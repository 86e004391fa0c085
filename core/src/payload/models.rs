use std::collections::HashMap;
use std::fmt;

use serde::{Deserialize, Serialize};
use serde_json::Value;

use crate::fields::FieldSchemaEntry;

#[derive(Debug, Clone, Copy, PartialEq, Eq, Serialize, Deserialize)]
#[serde(rename_all = "lowercase")]
pub enum RunMode {
    Agent,
    Workflow,
}

impl RunMode {
    /// Path segment selecting the agent or workflow task routes.
    pub fn route(self) -> &'static str {
        match self {
            Self::Agent => "agent",
            Self::Workflow => "workflow",
        }
    }
}

impl fmt::Display for RunMode {
    fn fmt(&self, f: &mut fmt::Formatter<'_>) -> fmt::Result {
        f.write_str(self.route())
    }
}

#[derive(Debug, Clone, PartialEq, Eq, Serialize, Deserialize)]
pub struct AgentRunPayload {
    pub task: String,
    pub agent_id: String,
}

#[derive(Debug, Clone, PartialEq, Eq, Serialize, Deserialize)]
pub struct InputParameter {
    pub name: String,
    pub value: String,
}

#[derive(Debug, Clone, PartialEq, Eq, Serialize, Deserialize)]
pub struct CredentialEntry {
    pub platform: String,
    #[serde(skip_serializing_if = "Option::is_none")]
    pub account: Option<String>,
    #[serde(skip_serializing_if = "Option::is_none")]
    pub password: Option<String>,
}

#[derive(Debug, Clone, PartialEq, Eq, Serialize, Deserialize)]
pub struct WorkflowRunPayload {
    pub workflow_id: String,
    pub input_parameters: Vec<InputParameter>,
    pub credentials: Vec<CredentialEntry>,
}

/// Validated submission for one input item.
#[derive(Debug, Clone, PartialEq, Eq)]
pub enum RunRequest {
    Agent(AgentRunPayload),
    Workflow(WorkflowRunPayload),
}

impl RunRequest {
    pub fn mode(&self) -> RunMode {
        match self {
            Self::Agent(_) => RunMode::Agent,
            Self::Workflow(_) => RunMode::Workflow,
        }
    }

    /// JSON body for the mode's `run-task` endpoint.
    pub fn body(&self) -> Value {
        let out = match self {
            Self::Agent(p) => serde_json::to_value(p),
            Self::Workflow(p) => serde_json::to_value(p),
        };
        out.unwrap_or(Value::Null)
    }
}

/// The resource-mapper value the host stores for a workflow run: the user's
/// entries keyed by field id, plus the schema they were entered against.
/// `value` is `None` until a workflow has been picked.
#[derive(Debug, Clone, Default, PartialEq, Eq, Serialize, Deserialize)]
pub struct WorkflowInputs {
    #[serde(default)]
    pub value: Option<HashMap<String, Value>>,
    #[serde(default)]
    pub schema: Vec<FieldSchemaEntry>,
}

impl WorkflowInputs {
    /// Trimmed text entered for `id`. Numbers and booleans are accepted as
    /// their JSON text; empty strings, null and structured values are absent.
    pub fn text(&self, id: &str) -> Option<String> {
        let raw = match self.value.as_ref()?.get(id)? {
            Value::String(s) => s.trim().to_string(),
            Value::Number(n) => n.to_string(),
            Value::Bool(b) => b.to_string(),
            _ => return None,
        };
        (!raw.is_empty()).then_some(raw)
    }
}
mod controller;
pub mod policy;
pub mod status;

pub use controller::{TaskController, TaskPhase, TaskResult, ERROR_MARKER};
pub use policy::{PollPolicy, DEFAULT_POLL_DELAY_MS, DEFAULT_TIMEOUT_SECS, POLL_HARD_CAP};
pub use status::TaskStatus;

----

▶ **WORK TASK**
Determine how many lines above hold the word "FieldSchemaEntry", then give only that number.

▶ **COMPLETED TASK**
2